A white goat lingers in a sterile, tiled room resembling a science-fiction movie set or a subterranean fall-out shelter. A large circulating fan at the rear of the space creates the impression of a labyrinthine environment, hermetically sealed and separate from the natural world. Goats enter and leave through the two doors of the Goat Odyssey set, inhabiting a space far removed from their natural environment of field and fence. Hayden Fowler uses the goats to represent a particular idea of desexualized and alienated nature. Once wild, these castrated and de-horned animals were among the first to be domesticated by humans, initiating an age-old interdependence between man and beast. Here, that relationship has been taken to an extreme in which the animal is divorced from contact with both humans and nature, inhabiting a dystopian future of factory farming and agri-business that treats animals as commodities.
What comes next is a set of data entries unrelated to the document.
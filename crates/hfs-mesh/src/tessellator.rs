//! Uniform grid tessellation of a height field.

use hfs_core::error::{HfsError, Result};
use hfs_geometry::{HeightField, SamplingSpec};
use hfs_math::DVec3;
use log::debug;
use serde::{Deserialize, Serialize};

use crate::buffers::{IndexBase, MeshBuffers, NormalMode};

/// Output options for [`tessellate_height_field`].
#[derive(Debug, Clone, Copy, PartialEq, Eq, Default, Serialize, Deserialize)]
#[serde(default)]
pub struct MeshOptions {
    pub index_base: IndexBase,
    pub normals: NormalMode,
}

impl MeshOptions {
    pub fn with_index_base(index_base: IndexBase) -> Self {
        Self {
            index_base,
            ..Self::default()
        }
    }
}

/// Tessellate `field` over the lattice of `spec`.
///
/// Vertex `(r, c)` sits at `x = r * lx / (nu - 1)`, `y = c * ly / (nv - 1)`
/// and is numbered `r * nv + c`. Each cell splits along the diagonal from its
/// low corner to its high corner:
/// `{(r,c), (r,c+1), (r+1,c+1)}` and `{(r,c), (r+1,c+1), (r+1,c)}`.
/// That gives `(nu-1) * (nv-1) * 2` triangles.
///
/// A non-finite height fails the whole request with [`HfsError::Computation`].
pub fn tessellate_height_field(
    spec: &SamplingSpec,
    field: &impl HeightField,
    options: &MeshOptions,
) -> Result<MeshBuffers> {
    let (rows, cols) = (spec.nu(), spec.nv());

    let mut positions = Vec::with_capacity(rows * cols);
    for r in 0..rows {
        let x = spec.x_at(r);
        for c in 0..cols {
            let y = spec.y_at(c);
            let z = field.height(x, y);
            if !z.is_finite() {
                return Err(HfsError::Computation(format!(
                    "height field returned {} at mesh vertex ({}, {}), x={}, y={}",
                    z, r, c, x, y
                )));
            }
            positions.push(DVec3::new(x, y, z));
        }
    }

    let base = options.index_base.offset();
    let idx = |r: usize, c: usize| -> u32 { (r * cols + c) as u32 + base };

    let mut triangles = Vec::with_capacity(2 * (rows - 1) * (cols - 1));
    for r in 0..rows - 1 {
        for c in 0..cols - 1 {
            triangles.push([idx(r, c), idx(r, c + 1), idx(r + 1, c + 1)]);
            triangles.push([idx(r, c), idx(r + 1, c + 1), idx(r + 1, c)]);
        }
    }

    let mut mesh = MeshBuffers {
        positions,
        triangles,
        normals: Vec::new(),
        index_base: options.index_base,
    };
    mesh.compute_face_normals(options.normals)?;

    debug!(
        "tessellated {}x{} height field: {} vertices, {} triangles",
        rows,
        cols,
        mesh.vertex_count(),
        mesh.triangle_count()
    );
    Ok(mesh)
}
Fowler’s exploration of humanity’s relationship with the natural world is influenced by a childhood spent on his grandparent’s farm in New Zealand and his university training in biosciences. Fowler’s video works are technically complex productions, involving long periods of research, the construction of elaborate sets and specialised training for a range of domestic animals, including goats, lambs and rats. Fowler constructed the Goat Odyssey set himself and managed the goats in his studio. The term ‘odyssey’ invokes allusions to the classical world, a journey through a time and civilisation that regarded the goat as a potent symbol of blood sacrifice, sexuality and fertility. Pan, the cloven-footed god of music, and his lascivious satyrs, have been displaced in this antiseptic future, their capricious ways and animistic life force sapped by the economic imperatives of science and technology. Fowler’s work suggests the need for an empathetic relationship between humankind and animals.

I am interested in the emotional relationships of individuals to the natural world and the increasing deprivation of this connection within contemporary civilisation. My work is strongly related to the themes of freedom, loss and desire and the romantic hope for a return to nature.

Hayden Fowler, 2006

Hayden Fowler

– About the artist

Born 1973, Te Awamutu, New Zealand. Lives and works Sydney, Australia.


Hayden Fowler creates photographic, video, installation and performance works featuring human and animal subjects in elaborately constructed sets. Much of his work is concerned with the relationship between humans, animals and nature, and our understanding of ourselves as a civilisation and a species. Fowler originally trained as a biologist, majoring in animal behaviour, before undertaking undergraduate studies in art.

Fowler has exhibited widely, including the selected solo exhibitions Your Death, Gallery 9, Sydney (2015); Call of the Wild (Whekau), Michael Reid Gallery, Sydney (2014); New World Order, University of Canterbury, Christchurch, New Zealand (2013); The Long Forgetting, Dubbo Regional Gallery, NSW (2011); Call of the Wild, Fremantle Arts Centre, Fremantle (2008); and Video Projects, Christchurch Art Gallery Te Puna o Waiwhetu, New Zealand (2007).

Recent group exhibitions include New Romance: Art from Australia and Korea, Museum of Modern and Contemporary Art, Seoul (2015); Wild Side: The Animal in Art, Lake Macquarie City Art Gallery, Lake Macquarie (2014); Among the Machines, Dunedin Public Art Gallery, New Zealand (2013); The Visitor, Black & White Gallery, Brooklyn, USA (2012); Awfully Wonderful, Performance Space, Sydney (2011); The Blake Prize, National Art School Gallery, Sydney (2011); and The Animal Gaze, London Metropolitan University, UK (2009).

Fowler’s work is held in a number of collections, including the National Gallery of Australia, Canberra; Artbank, Sydney; Elton John Collection, London; and Dunedin Public Art Gallery, New Zealand.